Problem statement: All of the data below needs to be set down again, exactly as shown.

Stored data START

//! Slice-plane cut and projection filters
//!
//! These are the 2D pipeline stages of the slice views: intersect a surface
//! with the slice plane (contour segments), flatten geometry into slice
//! coordinates, and encode signed plane distance as a color ramp.

use glam::{Mat4, Vec3};

use super::mesh::PolyMesh;
use super::plane::Plane;

/// Line segments produced by cutting a surface with a plane
#[derive(Debug, Clone, Default)]
pub struct PlaneCut {
    pub points: Vec<Vec3>,
    pub segments: Vec<[u32; 2]>,
}

impl PlaneCut {
    pub fn is_empty(&self) -> bool {
        self.points.is_empty() || self.segments.is_empty()
    }
}

/// Cuts a triangle mesh with a plane, producing intersection segments
pub fn cut_with_plane(mesh: &PolyMesh, plane: &Plane) -> PlaneCut {
    let dist: Vec<f32> = mesh
        .points
        .iter()
        .map(|&p| plane.signed_distance(p))
        .collect();
    let mut cut = PlaneCut::default();

    for tri in &mesh.triangles {
        let idx = [tri[0] as usize, tri[1] as usize, tri[2] as usize];
        let mut crossings: Vec<Vec3> = Vec::with_capacity(2);
        for e in 0..3 {
            let (a, b) = (idx[e], idx[(e + 1) % 3]);
            let (da, db) = (dist[a], dist[b]);
            if (da <= 0.0) != (db <= 0.0) {
                let t = da / (da - db);
                crossings.push(mesh.points[a].lerp(mesh.points[b], t));
            }
        }
        if crossings.len() == 2 {
            let base = cut.points.len() as u32;
            cut.points.push(crossings[0]);
            cut.points.push(crossings[1]);
            cut.segments.push([base, base + 1]);
        }
    }
    cut
}

/// Flattens world-space points into slice coordinates (z forced to 0)
///
/// `ras_to_slice` is the inverse of the slice-to-RAS matrix; the returned
/// points live in the slice plane's 2D frame.
pub fn flatten_to_slice(points: &[Vec3], ras_to_slice: &Mat4) -> Vec<Vec3> {
    points
        .iter()
        .map(|&p| {
            let s = ras_to_slice.transform_point3(p);
            Vec3::new(s.x, s.y, 0.0)
        })
        .collect()
}

/// Signed plane distances of a point set
pub fn signed_distances(points: &[Vec3], plane: &Plane) -> Vec<f32> {
    points.iter().map(|&p| plane.signed_distance(p)).collect()
}

/// Maps signed distances through a two-color ramp over [-range, +range]
///
/// Distance zero lands exactly on the ramp midpoint, so the plane-crossing
/// line of a distance-encoded projection always shows the midpoint color.
pub fn distance_encoded_colors(
    distances: &[f32],
    range: f32,
    below: Vec3,
    above: Vec3,
) -> Vec<Vec3> {
    let range = range.max(f32::EPSILON);
    distances
        .iter()
        .map(|&d| {
            let t = ((d + range) / (2.0 * range)).clamp(0.0, 1.0);
            below.lerp(above, t)
        })
        .collect()
}

/// Ramp color at distance zero
pub fn ramp_midpoint(below: Vec3, above: Vec3) -> Vec3 {
    below.lerp(above, 0.5)
}

#[cfg(test)]
mod tests {
    use super::*;

    #[test]
    fn test_cut_cube_with_midplane() {
        let cube = PolyMesh::cube(Vec3::ZERO, 1.0);
        let plane = Plane::new(Vec3::ZERO, Vec3::Z);
        let cut = cut_with_plane(&cube, &plane);
        assert!(!cut.is_empty());
        for p in &cut.points {
            assert!(p.z.abs() < 1e-5);
        }
        // Each of the 8 side triangles crosses the midplane once.
        assert_eq!(cut.segments.len(), 8);
    }

    #[test]
    fn test_cut_misses_mesh() {
        let cube = PolyMesh::cube(Vec3::ZERO, 1.0);
        let plane = Plane::new(Vec3::new(0.0, 0.0, 5.0), Vec3::Z);
        assert!(cut_with_plane(&cube, &plane).is_empty());
    }

    #[test]
    fn test_distance_colors_zero_is_midpoint() {
        let below = Vec3::new(0.0, 0.0, 1.0);
        let above = Vec3::new(1.0, 1.0, 0.0);
        let colors = distance_encoded_colors(&[0.0, -10.0, 10.0], 10.0, below, above);
        assert_eq!(colors[0], ramp_midpoint(below, above));
        assert_eq!(colors[1], below);
        assert_eq!(colors[2], above);
    }

    #[test]
    fn test_flatten_drops_plane_normal_axis() {
        let slice_to_ras = Mat4::from_translation(Vec3::new(0.0, 0.0, 3.0));
        let ras_to_slice = slice_to_ras.inverse();
        let flat = flatten_to_slice(&[Vec3::new(1.0, 2.0, 7.0)], &ras_to_slice);
        assert_eq!(flat[0], Vec3::new(1.0, 2.0, 0.0));
    }
}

Stored data END

Final answer:
//! Slice-plane cut and projection filters
//!
//! These are the 2D pipeline stages of the slice views: intersect a surface
//! with the slice plane (contour segments), flatten geometry into slice
//! coordinates, and encode signed plane distance as a color ramp.

use glam::{Mat4, Vec3};

use super::mesh::PolyMesh;
use super::plane::Plane;

/// Line segments produced by cutting a surface with a plane
#[derive(Debug, Clone, Default)]
pub struct PlaneCut {
    pub points: Vec<Vec3>,
    pub segments: Vec<[u32; 2]>,
}

impl PlaneCut {
    pub fn is_empty(&self) -> bool {
        self.points.is_empty() || self.segments.is_empty()
    }
}

/// Cuts a triangle mesh with a plane, producing intersection segments
pub fn cut_with_plane(mesh: &PolyMesh, plane: &Plane) -> PlaneCut {
    let dist: Vec<f32> = mesh
        .points
        .iter()
        .map(|&p| plane.signed_distance(p))
        .collect();
    let mut cut = PlaneCut::default();

    for tri in &mesh.triangles {
        let idx = [tri[0] as usize, tri[1] as usize, tri[2] as usize];
        let mut crossings: Vec<Vec3> = Vec::with_capacity(2);
        for e in 0..3 {
            let (a, b) = (idx[e], idx[(e + 1) % 3]);
            let (da, db) = (dist[a], dist[b]);
            if (da <= 0.0) != (db <= 0.0) {
                let t = da / (da - db);
                crossings.push(mesh.points[a].lerp(mesh.points[b], t));
            }
        }
        if crossings.len() == 2 {
            let base = cut.points.len() as u32;
            cut.points.push(crossings[0]);
            cut.points.push(crossings[1]);
            cut.segments.push([base, base + 1]);
        }
    }
    cut
}

/// Flattens world-space points into slice coordinates (z forced to 0)
///
/// `ras_to_slice` is the inverse of the slice-to-RAS matrix; the returned
/// points live in the slice plane's 2D frame.
pub fn flatten_to_slice(points: &[Vec3], ras_to_slice: &Mat4) -> Vec<Vec3> {
    points
        .iter()
        .map(|&p| {
            let s = ras_to_slice.transform_point3(p);
            Vec3::new(s.x, s.y, 0.0)
        })
        .collect()
}

/// Signed plane distances of a point set
pub fn signed_distances(points: &[Vec3], plane: &Plane) -> Vec<f32> {
    points.iter().map(|&p| plane.signed_distance(p)).collect()
}

/// Maps signed distances through a two-color ramp over [-range, +range]
///
/// Distance zero lands exactly on the ramp midpoint, so the plane-crossing
/// line of a distance-encoded projection always shows the midpoint color.
pub fn distance_encoded_colors(
    distances: &[f32],
    range: f32,
    below: Vec3,
    above: Vec3,
) -> Vec<Vec3> {
    let range = range.max(f32::EPSILON);
    distances
        .iter()
        .map(|&d| {
            let t = ((d + range) / (2.0 * range)).clamp(0.0, 1.0);
            below.lerp(above, t)
        })
        .collect()
}

/// Ramp color at distance zero
pub fn ramp_midpoint(below: Vec3, above: Vec3) -> Vec3 {
    below.lerp(above, 0.5)
}

#[cfg(test)]
mod tests {
    use super::*;

    #[test]
    fn test_cut_cube_with_midplane() {
        let cube = PolyMesh::cube(Vec3::ZERO, 1.0);
        let plane = Plane::new(Vec3::ZERO, Vec3::Z);
        let cut = cut_with_plane(&cube, &plane);
        assert!(!cut.is_empty());
        for p in &cut.points {
            assert!(p.z.abs() < 1e-5);
        }
        // Each of the 8 side triangles crosses the midplane once.
        assert_eq!(cut.segments.len(), 8);
    }

    #[test]
    fn test_cut_misses_mesh() {
        let cube = PolyMesh::cube(Vec3::ZERO, 1.0);
        let plane = Plane::new(Vec3::new(0.0, 0.0, 5.0), Vec3::Z);
        assert!(cut_with_plane(&cube, &plane).is_empty());
    }

    #[test]
    fn test_distance_colors_zero_is_midpoint() {
        let below = Vec3::new(0.0, 0.0, 1.0);
        let above = Vec3::new(1.0, 1.0, 0.0);
        let colors = distance_encoded_colors(&[0.0, -10.0, 10.0], 10.0, below, above);
        assert_eq!(colors[0], ramp_midpoint(below, above));
        assert_eq!(colors[1], below);
        assert_eq!(colors[2], above);
    }

    #[test]
    fn test_flatten_drops_plane_normal_axis() {
        let slice_to_ras = Mat4::from_translation(Vec3::new(0.0, 0.0, 3.0));
        let ras_to_slice = slice_to_ras.inverse();
        let flat = flatten_to_slice(&[Vec3::new(1.0, 2.0, 7.0)], &ras_to_slice);
        assert_eq!(flat[0], Vec3::new(1.0, 2.0, 0.0));
    }
}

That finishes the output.